From Standard & Poor’s Global:
In November, US companies saw a marginal expansion in production, similar to the growth rate seen in October. Both manufacturers and service providers saw a slight increase in activity. Total new orders returned to growth after three months of contraction, but demand conditions for manufacturers remained unchanged.
As a result of lower demand and lower backlogs, companies reduced their workforce for the first time since June 2020, impacting service providers and goods producers alike. Cost pressures have eased, with input prices rising at the slowest rate in more than three years. However, higher service sector excise duties contributed to higher overall selling price inflation, although manufacturers saw a slower rise in factory gate duties in November.
Commenting on the data, Sian Jones, principal economist at S&P Global Market Intelligence, said:
“The US private sector remained in expansionary territory in November, as companies indicated another marginal rise in business activity. Moreover, demand conditions improved – largely driven by the services sector – with new orders returning to growth for the first time in four months. With However, the rise was historically weak, amid challenges in securing orders as customers remained concerned about global economic uncertainty, weak demand and rising interest rates.Business uncertainty also increased among US companies, as expectations regarding the outlook for next year fell to their weakest levels since July. .

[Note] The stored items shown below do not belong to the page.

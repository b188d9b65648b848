//! # Plants API Server
//!
use crate::metrics::ServerMetrics;
use crate::shared::errors::{ApiError, messages};
use crate::shutdown::ShutdownCoordinator;
use crate::storage::PlantGateway;
use axum::Router;
use std::sync::Arc;
use tower_http::{
    catch_panic::CatchPanicLayer, compression::CompressionLayer, cors::CorsLayer,
    trace::TraceLayer,
};

mod plants_api;
pub mod shutdown;

pub mod openapi;

pub mod health;
pub mod metrics;
pub mod shared;
pub mod storage;

pub use plants_api::get_routes as get_plants_routes;

const VERSION: Option<&'static str> = option_env!("VERSION");

/// Serves the OpenAPI document for the plant endpoints.
pub fn get_openapi_routes() -> Router {
    use axum::Json;
    use axum::routing::get;

    async fn openapi_handler() -> Json<serde_json::Value> {
        Json(openapi::PlantsApiDoc::openapi_json())
    }

    Router::new().route("/api-docs/openapi.json", get(openapi_handler))
}

async fn fallback_handler() -> ApiError {
    ApiError::not_found(messages::ROUTE_NOT_FOUND)
}

/// The full HTTP application: plant routes, operational endpoints and the
/// tower-http layers.
pub fn app(state: AppState) -> Router {
    use axum::routing::get;

    let operational = Router::new()
        .route("/health", get(health::handler))
        .route("/metrics", get(metrics::handler))
        .with_state(state.clone());

    Router::new()
        .route(
            "/version",
            get(|| async { VERSION.unwrap_or("unknown") }),
        )
        .merge(operational)
        .merge(get_plants_routes(state))
        .merge(get_openapi_routes())
        .fallback(fallback_handler)
        .layer(CorsLayer::permissive())
        .layer(TraceLayer::new_for_http())
        .layer(CompressionLayer::new())
        .layer(CatchPanicLayer::new())
}

#[derive(Clone)]
pub struct AppState {
    pub gateway: Arc<dyn PlantGateway>,
    pub metrics: Arc<ServerMetrics>,
    pub shutdown: Arc<ShutdownCoordinator>,
}

impl AppState {
    /// State with fresh metrics and a shutdown coordinator that owns no
    /// database pool.
    pub fn new(gateway: Arc<dyn PlantGateway>) -> prometheus::Result<Self> {
        Ok(Self {
            gateway,
            metrics: Arc::new(ServerMetrics::new(None)?),
            shutdown: Arc::new(ShutdownCoordinator::new(None)),
        })
    }
}

#[derive(Debug, Clone, Copy, Default, PartialEq, Eq, serde::Deserialize)]
#[serde(rename_all = "lowercase")]
pub enum StorageBackend {
    #[default]
    Postgres,
    Memory,
}

#[derive(Debug, thiserror::Error)]
pub enum ConfigError {
    #[error(
        "set DATABASE_URL, or DATABASE_CREDENTIALS and DATABASE_RW_ENDPOINT"
    )]
    MissingDatabaseSettings,

    #[error("DATABASE_CREDENTIALS must be valid json: {0}")]
    InvalidCredentials(#[from] serde_json::Error),
}

#[derive(Debug, serde::Deserialize)]
pub struct Config {
    // Service port
    #[serde(default = "default_api_service_port")]
    pub api_service_port: String,

    // Loggers
    #[serde(default)]
    pub log_format: String,
    #[serde(default)]
    pub sentry_dsn: Option<String>,

    // Storage
    #[serde(default)]
    pub storage_backend: StorageBackend,
    #[serde(default)]
    pub database_url: Option<String>,
    #[serde(default)]
    pub database_credentials: Option<String>,
    #[serde(default)]
    pub database_rw_endpoint: Option<String>,
    #[serde(default = "default_database_name")]
    pub database_name: String,
}

fn default_api_service_port() -> String {
    "5555".to_string()
}

fn default_database_name() -> String {
    "plants".to_string()
}

impl Config {
    pub fn load() -> Result<Self, envy::Error> {
        // Load .env file if present (useful when running outside docker-compose)
        match dotenv::dotenv() {
            Ok(path) => eprintln!("Loaded .env from: {}", path.display()),
            Err(e) => eprintln!("dotenv warning: {e}"),
        }

        envy::from_env::<Config>()
    }

    /// `DATABASE_URL` wins; otherwise the url is assembled from the
    /// credentials json and the read-write endpoint.
    pub fn database_url(&self) -> Result<String, ConfigError> {
        if let Some(url) = &self.database_url {
            return Ok(url.clone());
        }

        let (Some(credentials), Some(endpoint)) =
            (&self.database_credentials, &self.database_rw_endpoint)
        else {
            return Err(ConfigError::MissingDatabaseSettings);
        };

        let creds = serde_json::from_str::<
            postgres_models::connection::Credentials,
        >(credentials)?;
        let db_username = creds.username;
        let db_password = creds.password;
        let db_name = &self.database_name;

        Ok(format!(
            "postgresql://{db_username}:{db_password}@{endpoint}:5432/{db_name}"
        ))
    }
}
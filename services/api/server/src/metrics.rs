use axum::extract::State;
use axum::http::{StatusCode, header};
use axum::response::IntoResponse;
use prometheus::{Encoder, IntCounterVec, Opts, Registry, TextEncoder};

use crate::AppState;

#[derive(Clone, Debug)]
pub struct ServerMetrics {
    pub registry: Registry,

    pub plant_requests: IntCounterVec,
    pub request_errors: IntCounterVec,
}

impl ServerMetrics {
    pub fn new(prefix: Option<String>) -> prometheus::Result<Self> {
        let registry = Registry::new_custom(prefix, None)?;

        let plant_requests = IntCounterVec::new(
            Opts::new(
                "plant_requests",
                "A metric counting plant requests by handler",
            ),
            &["handler"],
        )?;
        let request_errors = IntCounterVec::new(
            Opts::new(
                "request_errors",
                "A metric counting request errors by handler and error code",
            ),
            &["handler", "error_code"],
        )?;

        registry.register(Box::new(plant_requests.clone()))?;
        registry.register(Box::new(request_errors.clone()))?;

        #[cfg(target_os = "linux")]
        registry.register(Box::new(
            prometheus::process_collector::ProcessCollector::for_self(),
        ))?;

        Ok(Self {
            registry,
            plant_requests,
            request_errors,
        })
    }

    pub fn record_request(&self, handler: &str) {
        self.plant_requests.with_label_values(&[handler]).inc();
    }

    pub fn record_error(&self, handler: &str, error_code: &str) {
        self.request_errors
            .with_label_values(&[handler, error_code])
            .inc();
    }

    /// Prometheus text exposition of everything in the registry.
    pub fn render(&self) -> String {
        let encoder = TextEncoder::new();
        let mut buffer = Vec::new();
        if let Err(e) = encoder.encode(&self.registry.gather(), &mut buffer) {
            tracing::error!("could not encode prometheus metrics: {}", e);
        }

        match String::from_utf8(buffer) {
            Ok(text) => text,
            Err(e) => {
                tracing::error!(
                    "prometheus metrics could not be from_utf8'd: {}",
                    e
                );
                String::default()
            }
        }
    }
}

pub async fn handler(State(state): State<AppState>) -> impl IntoResponse {
    (
        StatusCode::OK,
        [(header::CONTENT_TYPE, "text/plain; version=0.0.4; charset=utf-8")],
        state.metrics.render(),
    )
}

Companies have cut employment for the first time in nearly three and a half years in response to concerns about the outlook. Job shedding extended beyond the manufacturing sector, with services companies reporting a renewed decline in headcount in November as they sought cost savings. “On a more positive note, input price inflation eased again, with cost burdens rising at the slowest rate in more than three years. The impact of higher oil prices appears to be dissipating in the manufacturing sector, where the rate of cost inflation has slowed significantly. Slight, but selling price inflation remained weak compared to the average over the past three years and was consistent with a rate of increase close to the Fed’s 2% target.
On recruitment:
- In November, US companies saw a decline in employment, the first in nearly 3.5 years.
- This decline affected the service sector and manufacturers.
- Reasons cited for the layoffs included weak demand, high cost pressures, and a hiring freeze due to margin concerns.
- Decreasing levels of unfinished business have also contributed to workforce reduction.
- Backlog declined for seven straight months in the fourth quarter of 2023.
- Both goods producers and service providers saw faster contractions in unfinished business, mainly due to lower operational capacity pressure.
About inflation:
- Margin pressures in the private sector eased.
- Companies raised selling prices more quickly.
- Cost inflation slowed for the second month in a row.
- Input prices continued to rise, but at the slowest pace since October 2020.
- Some companies have noticed lower energy and raw material costs.
- Manpower reduction also contributed to easing cost pressures.
- Manufacturers saw a noticeable slowdown in input price inflation.
- Service sector companies led a faster rise in overall selling prices in November.
- Manufacturers saw the slowest increase in factory gate fees since August.
- The goal was to increase new sales and maintain competitiveness.